What you need to do: Lines that include "Failures" make up the answer; copy all of them from the data below.

Records to use:
╔══
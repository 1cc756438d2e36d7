pub mod interface_registry;
pub mod table_arena;

pub use interface_registry::InterfaceRegistry;
pub use table_arena::InMemoryClassifier;
pub mod entity;
pub mod error;
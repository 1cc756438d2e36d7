use thiserror::Error;

use super::entity::TableHandle;

/// Failures reported by a classifier backend.
#[derive(Debug, Clone, Error, PartialEq, Eq)]
pub enum ClassifierError {
    #[error("table not found: {table}")]
    TableNotFound { table: TableHandle },

    #[error("session not found in table {table}")]
    SessionNotFound { table: TableHandle },

    #[error("duplicate session in table {table}")]
    DuplicateSession { table: TableHandle },

    #[error("table {table} is full (capacity {capacity})")]
    CapacityExceeded { table: TableHandle, capacity: u32 },

    #[error("key length {len} does not match table {table} ({expected} bytes)")]
    InvalidKeyLength {
        table: TableHandle,
        len: usize,
        expected: usize,
    },

    #[error("invalid table geometry: {reason}")]
    InvalidGeometry { reason: &'static str },

    #[error("interface {interface} has no table attached")]
    InterfaceNotAttached { interface: u32 },

    #[error("classifier backend failure: {reason}")]
    Backend { reason: String },
}

/// Failures of the table chain manager.
#[derive(Debug, Clone, Error, PartialEq, Eq)]
pub enum ChainError {
    #[error(transparent)]
    Classifier(#[from] ClassifierError),

    #[error("no rule at position {position}")]
    NoPlacement { position: usize },

    #[error("rule index {index} exceeds the classifier index range")]
    IndexOverflow { index: usize },

    #[error("interface {interface} is already enabled")]
    InterfaceAlreadyEnabled { interface: u32 },

    #[error("interface {interface} is not enabled")]
    InterfaceNotEnabled { interface: u32 },

    #[error("chain bookkeeping lost table {table}")]
    Inconsistent { table: TableHandle },
}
╚══
Written answer:
/// Failures reported by a classifier backend.
/// Failures of the table chain manager.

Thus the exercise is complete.